Problem statement -
Repeat the records below exactly as they appear.

Provided information -

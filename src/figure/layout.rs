use serde::{Deserialize, Serialize};

use super::Color;

#[derive(Debug, Clone, PartialEq, Eq, Serialize, Deserialize)]
pub struct AxisTitleText {
    pub text: String,
}

/// Which sides of the plot box repeat the axis line and ticks.
#[derive(Debug, Clone, Copy, PartialEq, Eq, Serialize, Deserialize)]
#[serde(rename_all = "lowercase")]
pub enum AxisMirror {
    AllTicks,
    Ticks,
    All,
}

#[derive(Debug, Clone, Copy, PartialEq, Eq, Serialize, Deserialize)]
#[serde(rename_all = "lowercase")]
pub enum TickPlacement {
    Inside,
    Outside,
}

#[derive(Debug, Clone, PartialEq, Serialize, Deserialize)]
pub struct Axis {
    pub title: AxisTitleText,
    pub showline: bool,
    pub zerolinecolor: Color,
    pub linecolor: Color,
    pub tickcolor: Color,
    pub mirror: AxisMirror,
    pub ticks: TickPlacement,
}

#[derive(Debug, Clone, Copy, PartialEq, Eq, Serialize, Deserialize)]
#[serde(rename_all = "lowercase")]
pub enum HorizontalAnchor {
    Left,
    Center,
    Right,
}

#[derive(Debug, Clone, Copy, PartialEq, Eq, Serialize, Deserialize)]
#[serde(rename_all = "lowercase")]
pub enum VerticalAnchor {
    Top,
    Middle,
    Bottom,
}

/// Legend position in normalized plot coordinates.
///
/// `y` above 1.0 places the legend outside the top of the plot box.
#[derive(Debug, Clone, Copy, PartialEq, Serialize, Deserialize)]
pub struct Legend {
    pub xanchor: HorizontalAnchor,
    pub yanchor: VerticalAnchor,
    pub x: f64,
    pub y: f64,
}

/// Plot margins in pixels; unset sides fall back to engine defaults.
#[derive(Debug, Clone, Copy, PartialEq, Eq, Serialize, Deserialize)]
pub struct Margin {
    pub t: u32,
}

#[derive(Debug, Clone, Copy, PartialEq, Eq, Serialize, Deserialize)]
#[serde(rename_all = "lowercase")]
pub enum HoverMode {
    /// Nearest point by distance to the pointer.
    Closest,
    /// Nearest x value.
    X,
}

#[derive(Debug, Clone, PartialEq, Serialize, Deserialize)]
pub struct Layout {
    pub xaxis: Axis,
    pub yaxis: Axis,
    pub legend: Legend,
    pub margin: Margin,
    pub hovermode: HoverMode,
}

Exercise output -
filename src/figure/layout.rs
use serde::{Deserialize, Serialize};

use super::Color;

#[derive(Debug, Clone, PartialEq, Eq, Serialize, Deserialize)]
pub struct AxisTitleText {
    pub text: String,
}

/// Which sides of the plot box repeat the axis line and ticks.
#[derive(Debug, Clone, Copy, PartialEq, Eq, Serialize, Deserialize)]
#[serde(rename_all = "lowercase")]
pub enum AxisMirror {
    AllTicks,
    Ticks,
    All,
}

#[derive(Debug, Clone, Copy, PartialEq, Eq, Serialize, Deserialize)]
#[serde(rename_all = "lowercase")]
pub enum TickPlacement {
    Inside,
    Outside,
}

#[derive(Debug, Clone, PartialEq, Serialize, Deserialize)]
pub struct Axis {
    pub title: AxisTitleText,
    pub showline: bool,
    pub zerolinecolor: Color,
    pub linecolor: Color,
    pub tickcolor: Color,
    pub mirror: AxisMirror,
    pub ticks: TickPlacement,
}

#[derive(Debug, Clone, Copy, PartialEq, Eq, Serialize, Deserialize)]
#[serde(rename_all = "lowercase")]
pub enum HorizontalAnchor {
    Left,
    Center,
    Right,
}

#[derive(Debug, Clone, Copy, PartialEq, Eq, Serialize, Deserialize)]
#[serde(rename_all = "lowercase")]
pub enum VerticalAnchor {
    Top,
    Middle,
    Bottom,
}

/// Legend position in normalized plot coordinates.
///
/// `y` above 1.0 places the legend outside the top of the plot box.
#[derive(Debug, Clone, Copy, PartialEq, Serialize, Deserialize)]
pub struct Legend {
    pub xanchor: HorizontalAnchor,
    pub yanchor: VerticalAnchor,
    pub x: f64,
    pub y: f64,
}

/// Plot margins in pixels; unset sides fall back to engine defaults.
#[derive(Debug, Clone, Copy, PartialEq, Eq, Serialize, Deserialize)]
pub struct Margin {
    pub t: u32,
}

#[derive(Debug, Clone, Copy, PartialEq, Eq, Serialize, Deserialize)]
#[serde(rename_all = "lowercase")]
pub enum HoverMode {
    /// Nearest point by distance to the pointer.
    Closest,
    /// Nearest x value.
    X,
}

#[derive(Debug, Clone, PartialEq, Serialize, Deserialize)]
pub struct Layout {
    pub xaxis: Axis,
    pub yaxis: Axis,
    pub legend: Legend,
    pub margin: Margin,
    pub hovermode: HoverMode,
}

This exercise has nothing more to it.